Collected data
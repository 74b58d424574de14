//! Persisted document records, their public projection, and the share-access rules.

use base64::Engine;
use base64::engine::general_purpose::URL_SAFE_NO_PAD;
use chrono::{DateTime, Utc};
use rand::RngCore;
use serde::{Deserialize, Serialize};
use thiserror::Error;

use crate::ids::{ActorId, DocumentId};
use crate::lifecycle::DocumentStatus;
use crate::registry::DocumentType;
use crate::value::ValueMap;

/// Random bytes behind a share token (43 URL-safe characters once encoded).
const SHARE_TOKEN_BYTES: usize = 32;

/// Opaque reference to a stored object, as handed back by object storage.
#[derive(Debug, Clone, PartialEq, Eq, Hash, Serialize, Deserialize)]
#[serde(transparent)]
pub struct ObjectRef(String);

impl ObjectRef {
    pub fn new(r: impl Into<String>) -> Self {
        Self(r.into())
    }

    pub fn as_str(&self) -> &str {
        &self.0
    }
}

impl std::fmt::Display for ObjectRef {
    fn fmt(&self, f: &mut std::fmt::Formatter<'_>) -> std::fmt::Result {
        f.write_str(&self.0)
    }
}

/// A generated (or draft) contract document.
///
/// `doc_type` and `share_token` are fixed at creation.
#[derive(Debug, Clone, PartialEq, Serialize, Deserialize)]
pub struct DocumentRecord {
    pub id: DocumentId,
    pub doc_type: DocumentType,
    pub title: String,
    pub counterparty_name: String,
    pub counterparty_email: String,
    pub values: ValueMap,
    pub rendered_file_ref: Option<ObjectRef>,
    pub share_token: String,
    pub status: DocumentStatus,
    pub created_by: ActorId,
    pub created_at: DateTime<Utc>,
    pub updated_at: DateTime<Utc>,
    pub expires_at: Option<DateTime<Utc>>,
}

impl DocumentRecord {
    pub fn is_expired(&self, now: DateTime<Utc>) -> bool {
        self.expires_at.is_some_and(|at| at <= now)
    }
}

/// What the public share channel may see of a document. Nothing else leaves.
#[derive(Debug, Clone, PartialEq, Serialize, Deserialize)]
pub struct PublicDocumentView {
    pub id: DocumentId,
    pub doc_type: DocumentType,
    pub title: String,
    pub counterparty_name: String,
    pub rendered_file_ref: Option<ObjectRef>,
    pub status: DocumentStatus,
    pub created_at: DateTime<Utc>,
    pub expires_at: Option<DateTime<Utc>>,
}

impl From<&DocumentRecord> for PublicDocumentView {
    fn from(record: &DocumentRecord) -> Self {
        Self {
            id: record.id,
            doc_type: record.doc_type,
            title: record.title.clone(),
            counterparty_name: record.counterparty_name.clone(),
            rendered_file_ref: record.rendered_file_ref.clone(),
            status: record.status,
            created_at: record.created_at,
            expires_at: record.expires_at,
        }
    }
}

/// Why a share lookup does not yield a document.
#[derive(Debug, Clone, Copy, PartialEq, Eq, Error)]
pub enum AccessDenial {
    #[error("share token is malformed")]
    Malformed,

    /// Unknown token, or a document that is archived.
    #[error("document not found")]
    NotFound,

    #[error("share link has expired")]
    Expired,
}

/// Fresh unguessable share token.
pub fn generate_share_token() -> String {
    let mut bytes = [0u8; SHARE_TOKEN_BYTES];
    rand::thread_rng().fill_bytes(&mut bytes);
    URL_SAFE_NO_PAD.encode(bytes)
}

/// Cheap pre-lookup check: long enough and only URL-safe base64 characters.
pub fn check_token_shape(token: &str, min_len: usize) -> Result<(), AccessDenial> {
    let well_formed = token.len() >= min_len
        && token
            .bytes()
            .all(|b| b.is_ascii_alphanumeric() || b == b'-' || b == b'_');
    if well_formed {
        Ok(())
    } else {
        Err(AccessDenial::Malformed)
    }
}

/// Decide whether a looked-up record may be shown publicly at `now`.
///
/// Archived documents are reported as not found so the public channel never
/// reveals that they exist.
pub fn check_public_access(
    record: &DocumentRecord,
    now: DateTime<Utc>,
) -> Result<PublicDocumentView, AccessDenial> {
    if record.status.is_archived() {
        return Err(AccessDenial::NotFound);
    }
    if record.is_expired(now) {
        return Err(AccessDenial::Expired);
    }
    Ok(PublicDocumentView::from(record))
}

§ **Assignment**: Go through the data above and copy each line in which "Result" appears.

§ **Final answer**:
    fn fmt(&self, f: &mut std::fmt::Formatter<'_>) -> std::fmt::Result {
pub fn check_token_shape(token: &str, min_len: usize) -> Result<(), AccessDenial> {
) -> Result<PublicDocumentView, AccessDenial> {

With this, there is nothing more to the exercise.